■ AIM OF THE TASK
Below are the records; copy exactly the stretch from the line containing "async fn refresh(&self, _: &Credential)" through the line containing "impl UserPrompt for", both ends included, and nothing else.

Segment Start: MATERIAL SHOWN

use std::sync::Arc;
use std::time::Duration;

use async_trait::async_trait;
use base64::{engine::general_purpose, Engine as _};
use classroom_core::entities::AuthorizationCode;
use classroom_core::ports::{Authorizer, OAuthProvider};
use classroom_core::{AuthError, Error};
use rand::RngCore;
use tokio_util::sync::CancellationToken;
use tracing::{info, instrument, warn};
use url::Url;

use crate::callback_listener::{CallbackListener, CallbackParams};

/// Redirect target for the manual flow, where no listener answers
pub const MANUAL_REDIRECT_URI: &str = "http://localhost";

/// Terminal interaction needed by the authorization flow
#[async_trait]
pub trait UserPrompt: Send + Sync {
    /// Show the consent URL to the user
    fn present_url(&self, url: &str);

    /// Ask the user to paste the URL their browser was redirected to
    async fn read_redirect_url(&self) -> Result<String, Error>;
}

/// Random, URL-safe anti-forgery token for the `state` parameter
pub fn generate_state() -> String {
    let mut bytes = [0u8; 32];
    rand::thread_rng().fill_bytes(&mut bytes);
    general_purpose::URL_SAFE_NO_PAD.encode(bytes)
}

/// Extract the authorization code from a pasted redirect URL.
pub fn parse_redirect_url(input: &str, expected_state: &str) -> Result<String, AuthError> {
    let input = input.trim();
    if input.is_empty() {
        return Err(AuthError::UserCancelled);
    }

    let url = Url::parse(input)
        .map_err(|e| AuthError::ProviderDenied(format!("malformed redirect URL: {}", e)))?;

    let mut params = CallbackParams::default();
    for (key, value) in url.query_pairs() {
        match key.as_ref() {
            "code" => params.code = Some(value.into_owned()),
            "state" => params.state = Some(value.into_owned()),
            "error" => params.error = Some(value.into_owned()),
            "error_description" => params.error_description = Some(value.into_owned()),
            _ => {}
        }
    }

    params.outcome(expected_state).unwrap_or_else(|| {
        Err(AuthError::ProviderDenied(
            "no authorization code in redirect".to_string(),
        ))
    })
}

/// Authorization-code flow through the system browser.
///
/// Prefers a loopback listener for the redirect; falls back to asking the
/// user to paste the redirect URL when no local port can be bound.
pub struct LoopbackAuthorizer<P, U>
where
    P: OAuthProvider,
    U: UserPrompt,
{
    provider: Arc<P>,
    prompt: Arc<U>,
    timeout: Duration,
    cancel: CancellationToken,
    open_browser: bool,
}

impl<P, U> LoopbackAuthorizer<P, U>
where
    P: OAuthProvider,
    U: UserPrompt,
{
    pub fn new(provider: Arc<P>, prompt: Arc<U>, timeout: Duration) -> Self {
        Self {
            provider,
            prompt,
            timeout,
            cancel: CancellationToken::new(),
            open_browser: true,
        }
    }

    pub fn with_cancellation(mut self, cancel: CancellationToken) -> Self {
        self.cancel = cancel;
        self
    }

    pub fn open_browser(mut self, open: bool) -> Self {
        self.open_browser = open;
        self
    }

    fn present(&self, url: &str) {
        self.prompt.present_url(url);
        if self.open_browser {
            if let Err(e) = open::that(url) {
                warn!(error = %e, "could not open browser");
            }
        }
    }

    async fn via_loopback(
        &self,
        listener: CallbackListener,
        callback: tokio::sync::oneshot::Receiver<Result<String, AuthError>>,
        state: &str,
    ) -> Result<AuthorizationCode, Error> {
        let redirect_uri = listener.redirect_uri();
        self.present(&self.provider.authorization_url(state, &redirect_uri));

        let outcome = tokio::select! {
            received = callback => received
                .unwrap_or_else(|_| Err(AuthError::NetworkError("callback listener stopped".to_string()))),
            _ = self.cancel.cancelled() => Err(AuthError::UserCancelled),
            _ = tokio::time::sleep(self.timeout) => Err(AuthError::Timeout),
        };

        listener.shutdown().await;

        let code = outcome?;
        Ok(AuthorizationCode { code, redirect_uri })
    }

    async fn via_paste(&self, state: &str) -> Result<AuthorizationCode, Error> {
        self.present(&self.provider.authorization_url(state, MANUAL_REDIRECT_URI));

        let pasted = tokio::select! {
            input = self.prompt.read_redirect_url() => input?,
            _ = self.cancel.cancelled() => return Err(AuthError::UserCancelled.into()),
        };

        let code = parse_redirect_url(&pasted, state)?;
        Ok(AuthorizationCode {
            code,
            redirect_uri: MANUAL_REDIRECT_URI.to_string(),
        })
    }
}

#[async_trait]
impl<P, U> Authorizer for LoopbackAuthorizer<P, U>
where
    P: OAuthProvider,
    U: UserPrompt,
{
    #[instrument(skip(self))]
    async fn authorize(&self) -> Result<AuthorizationCode, Error> {
        let state = generate_state();

        match CallbackListener::bind(&state).await {
            Ok((listener, callback)) => self.via_loopback(listener, callback, &state).await,
            Err(e) => {
                info!(error = %e, "loopback listener unavailable, using manual flow");
                self.via_paste(&state).await
            }
        }
    }
}

#[cfg(test)]
mod tests {
    use super::*;
    use classroom_core::entities::{Credential, TokenGrant};
    use std::sync::Mutex;

    struct StubProvider;

    #[async_trait]
    impl OAuthProvider for StubProvider {
        fn authorization_url(&self, state: &str, redirect_uri: &str) -> String {
            let mut url = Url::parse("https://accounts.test/auth").unwrap();
            url.query_pairs_mut()
                .append_pair("state", state)
                .append_pair("redirect_uri", redirect_uri);
            url.to_string()
        }

        async fn exchange_code(&self, _: &AuthorizationCode) -> Result<TokenGrant, Error> {
            Err(Error::Other("unused".into()))
        }

        async fn refresh(&self, _: &Credential) -> Result<TokenGrant, Error> {
            Err(Error::Other("unused".into()))
        }
    }

    /// Records the presented URL and, when told to, follows it like a browser.
    #[derive(Default)]
    struct ScriptedPrompt {
        presented: Mutex<Option<String>>,
        follow_with_code: Option<String>,
    }

    impl ScriptedPrompt {
        fn presented(&self) -> Url {
            Url::parse(self.presented.lock().unwrap().as_deref().unwrap()).unwrap()
        }
    }

    #[async_trait]
    impl UserPrompt for ScriptedPrompt {
        fn present_url(&self, url: &str) {
            *self.presented.lock().unwrap() = Some(url.to_string());

            if let Some(code) = self.follow_with_code.clone() {
                let consent = Url::parse(url).unwrap();
                let pairs: std::collections::HashMap<_, _> =
                    consent.query_pairs().into_owned().collect();
                let redirect = format!(
                    "{}?code={}&state={}",
                    pairs["redirect_uri"], code, pairs["state"]
                );
                tokio::spawn(async move {
                    let _ = reqwest::get(redirect).await;
                });
            }
        }

        async fn read_redirect_url(&self) -> Result<String, Error> {
            Ok(String::new())
        }
    }

    fn authorizer(
        prompt: Arc<ScriptedPrompt>,
        timeout: Duration,
    ) -> LoopbackAuthorizer<StubProvider, ScriptedPrompt> {
        LoopbackAuthorizer::new(Arc::new(StubProvider), prompt, timeout).open_browser(false)
    }

    fn redirect_port(prompt: &ScriptedPrompt) -> u16 {
        let pairs: std::collections::HashMap<_, _> =
            prompt.presented().query_pairs().into_owned().collect();
        Url::parse(&pairs["redirect_uri"]).unwrap().port().unwrap()
    }

    #[test]
    fn test_state_is_random_and_url_safe() {
        let a = generate_state();
        let b = generate_state();
        assert_ne!(a, b);
        assert_eq!(a.len(), 43);
        assert!(a.chars().all(|c| c.is_ascii_alphanumeric() || c == '-' || c == '_'));
    }

    #[test]
    fn test_parse_redirect_url() {
        assert_eq!(
            parse_redirect_url("http://localhost/?state=s&code=abc", "s"),
            Ok("abc".to_string())
        );
        assert_eq!(parse_redirect_url("   ", "s"), Err(AuthError::UserCancelled));
        assert!(matches!(
            parse_redirect_url("not a url", "s"),
            Err(AuthError::ProviderDenied(_))
        ));
        assert!(matches!(
            parse_redirect_url("http://localhost/?state=evil&code=abc", "s"),
            Err(AuthError::ProviderDenied(_))
        ));
        assert!(matches!(
            parse_redirect_url("http://localhost/", "s"),
            Err(AuthError::ProviderDenied(_))
        ));
    }

    #[tokio::test]
    async fn test_loopback_flow_returns_code() {
        let prompt = Arc::new(ScriptedPrompt {
            follow_with_code: Some("granted".to_string()),
            ..ScriptedPrompt::default()
        });

        let code = authorizer(prompt.clone(), Duration::from_secs(10))
            .authorize()
            .await
            .unwrap();

        assert_eq!(code.code, "granted");
        assert!(code.redirect_uri.starts_with("http://127.0.0.1:"));
        assert_eq!(
            prompt.presented().query_pairs().find(|(k, _)| k == "redirect_uri").map(|(_, v)| v.into_owned()),
            Some(code.redirect_uri)
        );
    }

    #[tokio::test]
    async fn test_timeout_releases_port() {
        let prompt = Arc::new(ScriptedPrompt::default());

        let err = authorizer(prompt.clone(), Duration::from_millis(100))
            .authorize()
            .await
            .unwrap_err();

        assert!(matches!(err, Error::Auth(AuthError::Timeout)));
        let port = redirect_port(&prompt);
        assert!(tokio::net::TcpListener::bind(("127.0.0.1", port)).await.is_ok());
    }

    #[tokio::test]
    async fn test_cancellation_releases_port() {
        let prompt = Arc::new(ScriptedPrompt::default());
        let cancel = CancellationToken::new();
        let authorizer = authorizer(prompt.clone(), Duration::from_secs(30))
            .with_cancellation(cancel.clone());

        let trigger = tokio::spawn(async move {
            tokio::time::sleep(Duration::from_millis(100)).await;
            cancel.cancel();
        });

        let err = authorizer.authorize().await.unwrap_err();
        trigger.await.unwrap();

        assert!(matches!(err, Error::Auth(AuthError::UserCancelled)));
        let port = redirect_port(&prompt);
        assert!(tokio::net::TcpListener::bind(("127.0.0.1", port)).await.is_ok());
    }

    #[tokio::test]
    async fn test_manual_flow_empty_input_cancels() {
        let prompt = Arc::new(ScriptedPrompt::default());
        let authorizer = authorizer(prompt, Duration::from_secs(1));

        let err = authorizer.via_paste("s").await.unwrap_err();

        assert!(matches!(err, Error::Auth(AuthError::UserCancelled)));
    }
}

Segment End: MATERIAL SHOWN

■ EXERCISE RESULT
        async fn refresh(&self, _: &Credential) -> Result<TokenGrant, Error> {
            Err(Error::Other("unused".into()))
        }
    }

    /// Records the presented URL and, when told to, follows it like a browser.
    #[derive(Default)]
    struct ScriptedPrompt {
        presented: Mutex<Option<String>>,
        follow_with_code: Option<String>,
    }

    impl ScriptedPrompt {
        fn presented(&self) -> Url {
            Url::parse(self.presented.lock().unwrap().as_deref().unwrap()).unwrap()
        }
    }

    #[async_trait]
    impl UserPrompt for ScriptedPrompt {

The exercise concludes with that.